> _WORK ORDER_:
Repeat exactly, and only, the lines of the entries below from the one with "use std::collections::HashMap;" through the one with "pub const MIN_DPI: u32 = 72;", both ends included.
[RECORDS FOR THIS EXERCISE — start]
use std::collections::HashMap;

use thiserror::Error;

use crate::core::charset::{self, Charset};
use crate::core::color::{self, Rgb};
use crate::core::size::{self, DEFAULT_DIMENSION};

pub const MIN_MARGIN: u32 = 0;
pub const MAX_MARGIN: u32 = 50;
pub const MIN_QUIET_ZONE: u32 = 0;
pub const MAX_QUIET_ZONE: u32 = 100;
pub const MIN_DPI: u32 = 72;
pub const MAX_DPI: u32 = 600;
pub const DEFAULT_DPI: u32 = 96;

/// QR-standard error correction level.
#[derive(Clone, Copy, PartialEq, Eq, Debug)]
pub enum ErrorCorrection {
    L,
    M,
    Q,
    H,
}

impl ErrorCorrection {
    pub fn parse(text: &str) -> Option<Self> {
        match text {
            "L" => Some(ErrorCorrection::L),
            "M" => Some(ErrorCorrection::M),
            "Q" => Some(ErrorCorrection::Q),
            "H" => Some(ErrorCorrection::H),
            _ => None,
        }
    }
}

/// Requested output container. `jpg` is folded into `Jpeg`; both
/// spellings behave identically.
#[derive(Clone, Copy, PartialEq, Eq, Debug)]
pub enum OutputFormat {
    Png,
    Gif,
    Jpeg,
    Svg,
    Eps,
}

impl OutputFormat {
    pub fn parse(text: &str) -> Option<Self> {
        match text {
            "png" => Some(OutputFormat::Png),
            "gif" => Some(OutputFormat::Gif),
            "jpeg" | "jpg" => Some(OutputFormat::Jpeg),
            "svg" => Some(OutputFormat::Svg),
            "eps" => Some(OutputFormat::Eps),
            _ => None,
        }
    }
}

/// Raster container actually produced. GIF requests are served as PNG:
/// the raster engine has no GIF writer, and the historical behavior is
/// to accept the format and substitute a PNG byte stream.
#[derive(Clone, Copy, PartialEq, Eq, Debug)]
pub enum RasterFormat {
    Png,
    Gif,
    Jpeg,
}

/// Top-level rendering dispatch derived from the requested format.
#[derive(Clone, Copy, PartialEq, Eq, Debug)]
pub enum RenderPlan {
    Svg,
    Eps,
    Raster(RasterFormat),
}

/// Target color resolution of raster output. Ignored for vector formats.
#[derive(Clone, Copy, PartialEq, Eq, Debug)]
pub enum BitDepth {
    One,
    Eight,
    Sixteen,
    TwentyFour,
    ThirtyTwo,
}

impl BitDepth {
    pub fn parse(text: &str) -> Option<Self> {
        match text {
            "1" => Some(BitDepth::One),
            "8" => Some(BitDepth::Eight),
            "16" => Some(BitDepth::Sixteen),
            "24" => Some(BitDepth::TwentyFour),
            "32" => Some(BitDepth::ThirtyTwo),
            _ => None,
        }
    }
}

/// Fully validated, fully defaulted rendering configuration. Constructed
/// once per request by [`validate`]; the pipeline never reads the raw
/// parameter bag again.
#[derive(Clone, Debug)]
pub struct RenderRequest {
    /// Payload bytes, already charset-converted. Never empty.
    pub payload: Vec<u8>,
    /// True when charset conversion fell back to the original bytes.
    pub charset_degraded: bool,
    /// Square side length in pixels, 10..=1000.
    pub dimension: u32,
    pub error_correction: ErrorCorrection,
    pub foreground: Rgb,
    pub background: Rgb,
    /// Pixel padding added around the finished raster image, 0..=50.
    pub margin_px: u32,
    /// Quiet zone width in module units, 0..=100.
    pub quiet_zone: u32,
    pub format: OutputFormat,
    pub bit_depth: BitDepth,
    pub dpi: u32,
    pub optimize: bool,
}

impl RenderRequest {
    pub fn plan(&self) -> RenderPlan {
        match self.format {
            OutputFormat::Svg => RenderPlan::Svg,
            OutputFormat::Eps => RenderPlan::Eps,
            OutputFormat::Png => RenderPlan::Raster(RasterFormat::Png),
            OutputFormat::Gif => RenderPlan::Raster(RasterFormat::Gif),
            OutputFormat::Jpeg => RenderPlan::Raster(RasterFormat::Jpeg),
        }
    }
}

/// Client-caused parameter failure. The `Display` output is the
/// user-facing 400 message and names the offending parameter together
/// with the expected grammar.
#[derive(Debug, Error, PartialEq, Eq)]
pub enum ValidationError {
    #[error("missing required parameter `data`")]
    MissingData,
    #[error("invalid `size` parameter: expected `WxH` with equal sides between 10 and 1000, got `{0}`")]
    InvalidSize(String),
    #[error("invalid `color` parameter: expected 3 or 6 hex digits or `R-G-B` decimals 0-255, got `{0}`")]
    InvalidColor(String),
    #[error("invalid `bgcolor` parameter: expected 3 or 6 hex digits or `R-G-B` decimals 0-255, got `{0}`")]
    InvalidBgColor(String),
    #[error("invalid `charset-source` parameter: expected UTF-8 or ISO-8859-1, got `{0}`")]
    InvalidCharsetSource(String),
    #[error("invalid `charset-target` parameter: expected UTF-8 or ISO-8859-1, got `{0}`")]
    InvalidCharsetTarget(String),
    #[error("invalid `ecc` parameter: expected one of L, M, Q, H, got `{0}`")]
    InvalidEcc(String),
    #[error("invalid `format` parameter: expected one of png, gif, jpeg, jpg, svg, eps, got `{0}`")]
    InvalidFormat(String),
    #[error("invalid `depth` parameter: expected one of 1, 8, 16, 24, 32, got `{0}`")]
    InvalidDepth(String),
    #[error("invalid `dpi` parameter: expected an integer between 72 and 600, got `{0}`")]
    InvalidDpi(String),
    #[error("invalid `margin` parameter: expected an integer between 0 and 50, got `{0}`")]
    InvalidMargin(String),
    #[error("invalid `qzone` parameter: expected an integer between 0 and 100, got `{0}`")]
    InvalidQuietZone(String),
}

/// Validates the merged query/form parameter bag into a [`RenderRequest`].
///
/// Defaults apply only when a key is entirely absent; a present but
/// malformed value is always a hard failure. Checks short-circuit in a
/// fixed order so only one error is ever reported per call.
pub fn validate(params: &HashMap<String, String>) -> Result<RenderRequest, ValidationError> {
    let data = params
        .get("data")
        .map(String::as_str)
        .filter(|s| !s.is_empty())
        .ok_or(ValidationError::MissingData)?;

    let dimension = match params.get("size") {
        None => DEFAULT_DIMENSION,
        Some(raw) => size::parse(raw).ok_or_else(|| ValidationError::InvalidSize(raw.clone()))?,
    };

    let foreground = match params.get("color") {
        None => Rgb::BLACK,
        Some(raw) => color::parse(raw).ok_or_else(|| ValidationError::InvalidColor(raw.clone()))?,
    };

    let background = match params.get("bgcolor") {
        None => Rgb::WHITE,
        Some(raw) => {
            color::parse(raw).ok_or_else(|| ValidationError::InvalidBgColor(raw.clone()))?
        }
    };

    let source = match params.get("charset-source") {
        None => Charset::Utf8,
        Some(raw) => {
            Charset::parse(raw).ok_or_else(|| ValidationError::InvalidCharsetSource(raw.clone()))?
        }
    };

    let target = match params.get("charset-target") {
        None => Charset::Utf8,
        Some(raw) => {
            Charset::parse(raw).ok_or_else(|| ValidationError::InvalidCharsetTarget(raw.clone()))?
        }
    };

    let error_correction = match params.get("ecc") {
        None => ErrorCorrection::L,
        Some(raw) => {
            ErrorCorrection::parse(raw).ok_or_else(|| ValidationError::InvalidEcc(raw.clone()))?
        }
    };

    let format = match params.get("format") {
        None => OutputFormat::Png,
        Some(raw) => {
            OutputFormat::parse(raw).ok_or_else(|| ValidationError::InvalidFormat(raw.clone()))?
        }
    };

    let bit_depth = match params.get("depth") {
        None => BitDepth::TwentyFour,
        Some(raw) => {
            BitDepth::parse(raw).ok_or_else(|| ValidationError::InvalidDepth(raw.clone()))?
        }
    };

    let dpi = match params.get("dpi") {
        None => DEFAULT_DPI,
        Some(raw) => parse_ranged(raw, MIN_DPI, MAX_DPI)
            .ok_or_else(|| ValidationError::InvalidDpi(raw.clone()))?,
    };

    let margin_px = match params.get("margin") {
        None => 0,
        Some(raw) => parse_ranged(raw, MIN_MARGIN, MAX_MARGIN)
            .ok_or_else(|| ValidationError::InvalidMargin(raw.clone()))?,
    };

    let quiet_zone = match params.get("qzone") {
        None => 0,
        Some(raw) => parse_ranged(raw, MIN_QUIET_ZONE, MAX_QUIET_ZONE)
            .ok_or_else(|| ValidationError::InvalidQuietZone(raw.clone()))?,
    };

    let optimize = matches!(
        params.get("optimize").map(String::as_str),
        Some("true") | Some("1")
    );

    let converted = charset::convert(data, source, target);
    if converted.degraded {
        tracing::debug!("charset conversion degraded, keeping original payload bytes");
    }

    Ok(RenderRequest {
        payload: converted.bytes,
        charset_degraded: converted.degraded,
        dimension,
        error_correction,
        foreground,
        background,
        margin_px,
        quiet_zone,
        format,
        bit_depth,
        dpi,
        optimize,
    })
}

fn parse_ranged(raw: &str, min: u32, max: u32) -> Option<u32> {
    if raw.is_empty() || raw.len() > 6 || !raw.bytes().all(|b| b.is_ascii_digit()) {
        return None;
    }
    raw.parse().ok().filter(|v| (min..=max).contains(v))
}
[RECORDS FOR THIS EXERCISE — finish]
[RECORDS FOR THIS EXERCISE — start]
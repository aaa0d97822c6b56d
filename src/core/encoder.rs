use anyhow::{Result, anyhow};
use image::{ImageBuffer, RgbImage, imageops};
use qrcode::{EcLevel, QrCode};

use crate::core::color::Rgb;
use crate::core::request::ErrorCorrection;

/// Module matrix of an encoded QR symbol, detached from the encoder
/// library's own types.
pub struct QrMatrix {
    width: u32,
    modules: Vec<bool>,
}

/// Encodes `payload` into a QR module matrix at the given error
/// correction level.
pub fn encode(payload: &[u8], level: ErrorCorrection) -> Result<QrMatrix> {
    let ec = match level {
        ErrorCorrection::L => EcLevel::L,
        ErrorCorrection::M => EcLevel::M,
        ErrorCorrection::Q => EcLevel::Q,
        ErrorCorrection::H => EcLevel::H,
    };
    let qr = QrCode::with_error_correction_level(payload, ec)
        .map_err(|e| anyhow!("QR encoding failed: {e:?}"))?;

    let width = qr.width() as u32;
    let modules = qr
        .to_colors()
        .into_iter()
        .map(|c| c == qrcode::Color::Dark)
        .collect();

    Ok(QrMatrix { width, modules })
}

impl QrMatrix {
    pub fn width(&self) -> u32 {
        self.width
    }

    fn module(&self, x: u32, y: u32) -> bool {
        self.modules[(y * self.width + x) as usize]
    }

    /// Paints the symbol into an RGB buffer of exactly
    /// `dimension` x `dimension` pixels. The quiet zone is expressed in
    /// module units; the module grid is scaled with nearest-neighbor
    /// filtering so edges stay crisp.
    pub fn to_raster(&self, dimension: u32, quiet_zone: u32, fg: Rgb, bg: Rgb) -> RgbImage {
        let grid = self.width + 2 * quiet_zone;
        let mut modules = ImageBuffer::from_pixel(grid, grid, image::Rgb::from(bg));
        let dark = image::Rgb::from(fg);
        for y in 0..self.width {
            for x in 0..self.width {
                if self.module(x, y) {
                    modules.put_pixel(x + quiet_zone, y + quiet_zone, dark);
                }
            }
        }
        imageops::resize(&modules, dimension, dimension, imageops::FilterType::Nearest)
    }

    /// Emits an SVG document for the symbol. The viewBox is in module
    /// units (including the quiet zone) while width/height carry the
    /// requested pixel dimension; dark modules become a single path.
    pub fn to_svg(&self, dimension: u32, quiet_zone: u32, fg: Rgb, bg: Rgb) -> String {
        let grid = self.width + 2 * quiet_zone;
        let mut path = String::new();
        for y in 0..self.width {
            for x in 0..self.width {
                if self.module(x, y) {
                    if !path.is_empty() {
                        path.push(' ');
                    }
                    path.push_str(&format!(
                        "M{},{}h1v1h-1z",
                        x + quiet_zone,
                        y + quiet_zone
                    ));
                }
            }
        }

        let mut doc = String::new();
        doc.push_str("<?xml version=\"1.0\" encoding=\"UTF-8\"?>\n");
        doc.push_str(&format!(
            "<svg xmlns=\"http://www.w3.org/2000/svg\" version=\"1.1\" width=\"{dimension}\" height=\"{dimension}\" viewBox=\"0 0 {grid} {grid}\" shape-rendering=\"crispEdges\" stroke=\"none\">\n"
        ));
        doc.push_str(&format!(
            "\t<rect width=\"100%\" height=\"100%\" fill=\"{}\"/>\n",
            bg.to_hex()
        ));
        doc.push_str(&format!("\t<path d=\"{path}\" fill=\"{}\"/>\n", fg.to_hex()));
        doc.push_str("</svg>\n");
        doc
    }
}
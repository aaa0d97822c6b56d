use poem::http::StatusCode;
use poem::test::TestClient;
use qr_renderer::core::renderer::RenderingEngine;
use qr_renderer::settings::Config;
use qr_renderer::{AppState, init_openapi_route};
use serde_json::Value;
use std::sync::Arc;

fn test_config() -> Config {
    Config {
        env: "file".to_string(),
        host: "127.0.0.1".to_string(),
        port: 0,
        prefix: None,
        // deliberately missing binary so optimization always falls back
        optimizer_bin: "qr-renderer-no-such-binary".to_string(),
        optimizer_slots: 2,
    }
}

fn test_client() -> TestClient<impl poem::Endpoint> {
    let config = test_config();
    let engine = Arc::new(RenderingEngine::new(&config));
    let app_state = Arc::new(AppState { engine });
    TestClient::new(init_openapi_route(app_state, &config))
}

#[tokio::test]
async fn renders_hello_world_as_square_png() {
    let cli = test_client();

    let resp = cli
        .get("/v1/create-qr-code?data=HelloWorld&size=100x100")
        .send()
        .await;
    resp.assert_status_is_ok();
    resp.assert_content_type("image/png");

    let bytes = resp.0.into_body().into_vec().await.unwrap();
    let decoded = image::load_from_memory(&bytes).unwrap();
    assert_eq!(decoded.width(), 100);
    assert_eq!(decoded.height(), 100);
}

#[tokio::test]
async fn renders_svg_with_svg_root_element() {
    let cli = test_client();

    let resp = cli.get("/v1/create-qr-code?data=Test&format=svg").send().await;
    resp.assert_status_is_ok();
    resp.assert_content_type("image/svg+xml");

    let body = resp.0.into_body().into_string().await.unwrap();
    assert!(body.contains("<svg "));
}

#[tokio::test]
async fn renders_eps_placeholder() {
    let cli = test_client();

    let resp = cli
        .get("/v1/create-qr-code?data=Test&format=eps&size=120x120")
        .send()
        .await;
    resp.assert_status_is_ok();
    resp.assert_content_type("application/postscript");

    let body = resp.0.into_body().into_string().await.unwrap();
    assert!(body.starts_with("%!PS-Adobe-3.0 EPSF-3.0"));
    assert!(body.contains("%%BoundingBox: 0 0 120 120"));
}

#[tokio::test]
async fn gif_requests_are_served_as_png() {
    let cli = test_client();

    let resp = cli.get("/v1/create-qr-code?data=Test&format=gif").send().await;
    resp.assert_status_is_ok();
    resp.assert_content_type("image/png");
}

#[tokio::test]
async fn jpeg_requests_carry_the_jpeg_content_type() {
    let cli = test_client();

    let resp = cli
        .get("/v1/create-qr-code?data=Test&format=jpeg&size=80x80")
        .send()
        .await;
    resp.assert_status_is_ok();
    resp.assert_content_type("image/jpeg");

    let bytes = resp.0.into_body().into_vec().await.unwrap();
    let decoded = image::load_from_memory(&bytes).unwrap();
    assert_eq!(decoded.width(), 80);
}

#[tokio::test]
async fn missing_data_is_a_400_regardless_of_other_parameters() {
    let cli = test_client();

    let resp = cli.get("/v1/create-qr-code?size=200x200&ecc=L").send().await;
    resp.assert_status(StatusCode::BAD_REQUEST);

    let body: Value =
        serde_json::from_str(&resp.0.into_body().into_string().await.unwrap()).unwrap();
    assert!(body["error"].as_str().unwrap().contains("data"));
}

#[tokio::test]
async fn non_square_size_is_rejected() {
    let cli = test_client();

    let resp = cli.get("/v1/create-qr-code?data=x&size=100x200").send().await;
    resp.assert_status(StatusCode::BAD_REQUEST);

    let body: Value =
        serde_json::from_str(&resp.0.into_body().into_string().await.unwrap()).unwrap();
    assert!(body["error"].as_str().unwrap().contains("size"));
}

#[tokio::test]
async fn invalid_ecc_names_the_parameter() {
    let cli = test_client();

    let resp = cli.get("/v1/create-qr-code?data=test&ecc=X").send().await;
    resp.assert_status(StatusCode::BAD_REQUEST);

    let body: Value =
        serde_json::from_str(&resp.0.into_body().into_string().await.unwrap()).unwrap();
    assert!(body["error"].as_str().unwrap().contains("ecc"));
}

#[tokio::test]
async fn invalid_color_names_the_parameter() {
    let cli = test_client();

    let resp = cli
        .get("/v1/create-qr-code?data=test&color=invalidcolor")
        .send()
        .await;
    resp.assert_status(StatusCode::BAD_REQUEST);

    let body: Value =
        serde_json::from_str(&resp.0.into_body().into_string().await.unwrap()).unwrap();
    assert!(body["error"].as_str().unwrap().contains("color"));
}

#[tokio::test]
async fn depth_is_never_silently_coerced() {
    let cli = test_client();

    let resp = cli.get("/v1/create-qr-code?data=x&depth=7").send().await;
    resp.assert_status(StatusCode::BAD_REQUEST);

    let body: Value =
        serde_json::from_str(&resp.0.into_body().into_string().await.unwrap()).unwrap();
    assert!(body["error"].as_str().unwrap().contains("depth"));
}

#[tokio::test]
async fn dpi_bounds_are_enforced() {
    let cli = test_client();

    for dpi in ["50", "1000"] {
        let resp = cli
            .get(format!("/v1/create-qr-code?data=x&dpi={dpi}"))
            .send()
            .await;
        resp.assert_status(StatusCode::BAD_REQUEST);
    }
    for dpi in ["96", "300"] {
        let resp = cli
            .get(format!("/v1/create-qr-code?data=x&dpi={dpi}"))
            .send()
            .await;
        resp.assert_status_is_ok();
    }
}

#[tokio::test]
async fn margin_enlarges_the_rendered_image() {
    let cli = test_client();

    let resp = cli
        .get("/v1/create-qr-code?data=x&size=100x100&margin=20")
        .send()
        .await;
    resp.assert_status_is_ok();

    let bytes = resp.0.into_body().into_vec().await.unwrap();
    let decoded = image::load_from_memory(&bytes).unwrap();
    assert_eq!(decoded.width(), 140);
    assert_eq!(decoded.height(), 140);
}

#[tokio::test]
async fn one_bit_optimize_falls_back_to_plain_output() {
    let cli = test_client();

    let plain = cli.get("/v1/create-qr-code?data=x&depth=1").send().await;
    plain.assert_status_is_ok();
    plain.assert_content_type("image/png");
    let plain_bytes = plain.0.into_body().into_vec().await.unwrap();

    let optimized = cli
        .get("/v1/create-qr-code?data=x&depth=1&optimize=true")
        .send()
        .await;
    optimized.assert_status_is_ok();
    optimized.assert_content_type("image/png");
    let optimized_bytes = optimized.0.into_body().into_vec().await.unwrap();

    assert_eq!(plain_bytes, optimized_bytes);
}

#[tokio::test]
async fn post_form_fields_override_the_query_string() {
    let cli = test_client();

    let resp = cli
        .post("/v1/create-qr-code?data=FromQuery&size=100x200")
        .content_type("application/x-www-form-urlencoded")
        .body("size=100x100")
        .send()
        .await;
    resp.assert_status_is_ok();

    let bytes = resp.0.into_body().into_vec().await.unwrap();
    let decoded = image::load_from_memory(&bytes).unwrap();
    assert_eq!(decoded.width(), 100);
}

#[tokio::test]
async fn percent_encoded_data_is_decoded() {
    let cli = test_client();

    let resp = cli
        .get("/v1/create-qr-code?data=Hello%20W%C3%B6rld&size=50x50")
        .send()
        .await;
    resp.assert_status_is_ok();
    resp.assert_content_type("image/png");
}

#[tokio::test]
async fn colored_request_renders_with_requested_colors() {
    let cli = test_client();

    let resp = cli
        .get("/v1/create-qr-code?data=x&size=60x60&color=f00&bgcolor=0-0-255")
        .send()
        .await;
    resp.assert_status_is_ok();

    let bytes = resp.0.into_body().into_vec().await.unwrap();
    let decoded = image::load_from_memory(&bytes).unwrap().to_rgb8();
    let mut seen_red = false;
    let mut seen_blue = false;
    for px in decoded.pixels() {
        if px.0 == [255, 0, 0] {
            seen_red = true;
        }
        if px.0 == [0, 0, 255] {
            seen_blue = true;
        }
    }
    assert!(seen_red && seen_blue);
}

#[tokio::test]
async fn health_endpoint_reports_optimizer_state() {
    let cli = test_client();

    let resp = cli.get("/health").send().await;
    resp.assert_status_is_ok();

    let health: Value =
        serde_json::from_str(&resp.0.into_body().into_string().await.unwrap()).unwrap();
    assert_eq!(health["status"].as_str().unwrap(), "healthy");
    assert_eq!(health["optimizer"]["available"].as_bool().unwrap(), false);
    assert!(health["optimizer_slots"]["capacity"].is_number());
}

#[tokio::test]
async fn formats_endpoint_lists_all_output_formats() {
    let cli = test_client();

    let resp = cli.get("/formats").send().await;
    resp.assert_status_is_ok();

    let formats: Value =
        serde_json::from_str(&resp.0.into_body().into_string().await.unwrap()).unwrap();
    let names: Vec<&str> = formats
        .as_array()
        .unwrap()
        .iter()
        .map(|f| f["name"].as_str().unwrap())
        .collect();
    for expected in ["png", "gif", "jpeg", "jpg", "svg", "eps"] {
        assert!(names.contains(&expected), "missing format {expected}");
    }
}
[RECORDS FOR THIS EXERCISE — finish]
> _FINISHED TASK_:
use std::collections::HashMap;

use thiserror::Error;

use crate::core::charset::{self, Charset};
use crate::core::color::{self, Rgb};
use crate::core::size::{self, DEFAULT_DIMENSION};

pub const MIN_MARGIN: u32 = 0;
pub const MAX_MARGIN: u32 = 50;
pub const MIN_QUIET_ZONE: u32 = 0;
pub const MAX_QUIET_ZONE: u32 = 100;
pub const MIN_DPI: u32 = 72;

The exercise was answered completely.